NAME

ompa-pa.pl - Extract seqs from BLAST/HMMER interactively or in batch mode

VERSION

version 0.252040

USAGE

ompa-pa.pl <infiles> --database=<file> [optional arguments]

REQUIRED ARGUMENTS

<infiles>

Path to input BLAST/HMMER report files [repeatable argument].

OPTIONAL ARGUMENTS

--report-type=<str>

Type of the reports used as infiles [default: blastxml]. Currently, the following types are available:

- blastxml (XML BLAST reports generated with -outfmt 5)
- hmmertbl (tabular HMMER reports generated with -domtblout)
--database=<file>

Path to the sequence database used to generate the reports. For efficiency, this argument must always be the basename of a BLAST database, even when the reports where obtained using hmmsearch on a FASTA file.

To build such a database, use one of the following commands:

$ makeblastdb -in database.fasta -out database -dbtype prot -parse_seqids
$ makeblastdb -in database.fasta -out database -dbtype nucl -parse_seqids

This argument is required when the option --extract-seqs is enabled.

--skip-config=<file>

Path to an optional configuration file specifying the reports to skip based on their raw taxonomic content [default: none]. The assessment is made before any filtering other than --max-hits.

The configuration file follows the classifier format (often YAML) of <classify-ali.pl>. This requires enabling taxonomic annotation and thus a local mirror of the NCBI Taxonomy database

--colorize=<scheme>

When specified, sequence points are colored after their taxon using the specified CLS file. As above, this requires enabling taxonomic annotation and thus a local mirror of the NCBI Taxonomy database.

--taxdir=<dir>

Path to local mirror of the NCBI Taxonomy database.

To build such a directory, use the following command:

$ setup-taxdir.pl --taxdir=taxdir
--max-hits=<n>

Maximum number of hits to read from the report [default: 200000]. This limit is implemented for efficiency. It applies before any other filter.

--min-cov=<n>

Minimum BLAST query or HMMER model coverage for selected hits [default: 0.7].

--max-copy=<n>

Maximum gene copy number per organism for selected hits [default: 3].

--extract-seqs

Sequence extraction switch [default: no]. When specified, selected sequences are stored into a FASTA file using the same basename as other output files. This requires a BLAST database (see option --database above).

--extract-tax

Taxonomy extraction switch [default: no]. When specified, NCBI taxons of selected sequences are stored into a file using the same basename as other output files. This requires a local mirror of the NCBI Taxonomy database.
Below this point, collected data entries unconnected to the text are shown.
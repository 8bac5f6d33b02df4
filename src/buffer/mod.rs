//! Per-source history of recent input records used by the analyzers.

pub mod sample;
pub mod state;

use crate::config::types::BufferConfig;
use crate::record::{InputRecord, ServiceInput};
use chrono::{DateTime, Duration, Utc};
use std::collections::{HashMap, VecDeque};
use std::path::Path;
use std::sync::{Arc, Mutex};
use thiserror::Error;

pub use state::{AnalysisState, SessionState};

#[derive(Debug, Error)]
pub enum BufferError {
    #[error("io error: {0}")]
    Io(#[from] std::io::Error),

    #[error("json error: {0}")]
    Json(#[from] serde_json::Error),
}

/// Storage of recent records grouped by clustering key
pub trait HistoryStore: Send {
    fn add(&mut self, rec: InputRecord);

    fn num_of_records(&self, key: &str) -> usize;

    fn for_each(&self, key: &str, f: &mut dyn FnMut(&InputRecord));

    /// Visit all records in time order
    fn total_for_each(&self, f: &mut dyn FnMut(&InputRecord));

    /// Number of records strictly newer than `since`
    fn total_num_of_records_since(&self, since: DateTime<Utc>) -> usize;

    /// Drop records older than `cutoff`, returning how many were removed
    fn clear_old_records(&mut self, cutoff: DateTime<Utc>) -> usize;

    fn take_state(&mut self) -> AnalysisState;

    fn set_state(&mut self, state: AnalysisState);

    /// Write the store to its state file
    fn persist(&self, path: &Path) -> Result<(), BufferError>;
}

pub type SharedHistory = Arc<Mutex<dyn HistoryStore>>;

#[derive(Debug)]
pub struct RecordBuffer {
    capacity: usize,
    max_age: Duration,
    records: HashMap<String, VecDeque<InputRecord>>,
    pub(crate) state: AnalysisState,
}

impl RecordBuffer {
    pub fn new(conf: &BufferConfig) -> Self {
        let sample_size = conf
            .bot_detection
            .as_ref()
            .map(|b| b.prev_num_reqs_sample_size)
            .unwrap_or(0);
        Self {
            capacity: conf.history_lookup_items,
            max_age: Duration::seconds(conf.max_age_secs as i64),
            records: HashMap::new(),
            state: AnalysisState {
                prev_nums: sample::ReservoirSample::new(sample_size),
                ..Default::default()
            },
        }
    }

    pub fn len(&self) -> usize {
        self.records.values().map(VecDeque::len).sum()
    }

    pub fn is_empty(&self) -> bool {
        self.records.values().all(VecDeque::is_empty)
    }

    /// Sorted insert into the key's queue, enforcing capacity
    pub(crate) fn insert(&mut self, rec: InputRecord) {
        let key = rec.clustering_client_id();
        let queue = self.records.entry(key).or_default();
        let time = rec.time();
        let pos = queue.partition_point(|r| r.time() <= time);
        queue.insert(pos, rec);
        while queue.len() > self.capacity {
            queue.pop_front();
        }
    }

    pub(crate) fn for_each_in_time_order(&self, mut f: impl FnMut(&InputRecord)) {
        let mut all: Vec<&InputRecord> = self.records.values().flatten().collect();
        all.sort_by_key(|r| r.time());
        for rec in all {
            f(rec);
        }
    }
}

impl HistoryStore for RecordBuffer {
    fn add(&mut self, rec: InputRecord) {
        if self.capacity == 0 {
            return;
        }
        let cutoff = rec.time() - self.max_age;
        self.insert(rec);
        // zero max age keeps records until the capacity evicts them
        if self.max_age > Duration::zero() {
            self.clear_old_records(cutoff);
        }
        self.state.total_processed += 1;
    }

    fn num_of_records(&self, key: &str) -> usize {
        self.records.get(key).map(VecDeque::len).unwrap_or(0)
    }

    fn for_each(&self, key: &str, f: &mut dyn FnMut(&InputRecord)) {
        if let Some(queue) = self.records.get(key) {
            queue.iter().for_each(f);
        }
    }

    fn total_for_each(&self, f: &mut dyn FnMut(&InputRecord)) {
        self.for_each_in_time_order(f);
    }

    fn total_num_of_records_since(&self, since: DateTime<Utc>) -> usize {
        self.records
            .values()
            .map(|queue| queue.iter().rev().take_while(|r| r.time() > since).count())
            .sum()
    }

    fn clear_old_records(&mut self, cutoff: DateTime<Utc>) -> usize {
        let mut removed = 0;
        for queue in self.records.values_mut() {
            while queue.front().map(|r| r.time() < cutoff).unwrap_or(false) {
                queue.pop_front();
                removed += 1;
            }
        }
        self.records.retain(|_, queue| !queue.is_empty());
        removed
    }

    fn take_state(&mut self) -> AnalysisState {
        std::mem::take(&mut self.state)
    }

    fn set_state(&mut self, state: AnalysisState) {
        self.state = state;
    }

    fn persist(&self, path: &Path) -> Result<(), BufferError> {
        self.save(path)
    }
}

/// Used by sources with no history configured
#[derive(Debug, Default)]
pub struct DummyBuffer {
    state: AnalysisState,
}

impl HistoryStore for DummyBuffer {
    fn add(&mut self, _rec: InputRecord) {}

    fn num_of_records(&self, _key: &str) -> usize {
        0
    }

    fn for_each(&self, _key: &str, _f: &mut dyn FnMut(&InputRecord)) {}

    fn total_for_each(&self, _f: &mut dyn FnMut(&InputRecord)) {}

    fn total_num_of_records_since(&self, _since: DateTime<Utc>) -> usize {
        0
    }

    fn clear_old_records(&mut self, _cutoff: DateTime<Utc>) -> usize {
        0
    }

    fn take_state(&mut self) -> AnalysisState {
        std::mem::take(&mut self.state)
    }

    fn set_state(&mut self, state: AnalysisState) {
        self.state = state;
    }

    fn persist(&self, _path: &Path) -> Result<(), BufferError> {
        Ok(())
    }
}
--restore-params-from=<file>

Batch-mode switch [default: no]. When specified, parameters are restored from the user-specified JSON file. This option takes precedence on any command-line specified option, such as --max-hits, --min-cov and --max-copy.

--restore-last-params

Batch-mode switch [default: no]. When specified, parameters are restored from the last saved JSON file for each report. This option takes precedence over all other command-line options.

--print-plots

When specified, plots are printed in PDF format [default: no].

--gnuplot-term=<str>

gnuplot terminal to use for the interactive mode [default: x11]. Other possible choices include qt but the option is open to experiment. On macOS, to avoid the font warning, use --gnuplot-term='qt font "Arial"'.

If needed the gnuplot executable can be specified through the environment variable OUM_GNUPLOT_EXEC.

--version
--usage
--help
--man

Print the usual program information

AUTHOR

Denis BAURAIN <denis.baurain@uliege.be>

CONTRIBUTOR

Amandine BERTRAND <amandine.bertrand@doct.uliege.be>

COPYRIGHT AND LICENSE

This software is copyright (c) 2013 by University of Liege / Unit of Eukaryotic Phylogenomics / Denis BAURAIN.

This is free software; you can redistribute it and/or modify it under the same terms as the Perl 5 programming language system itself.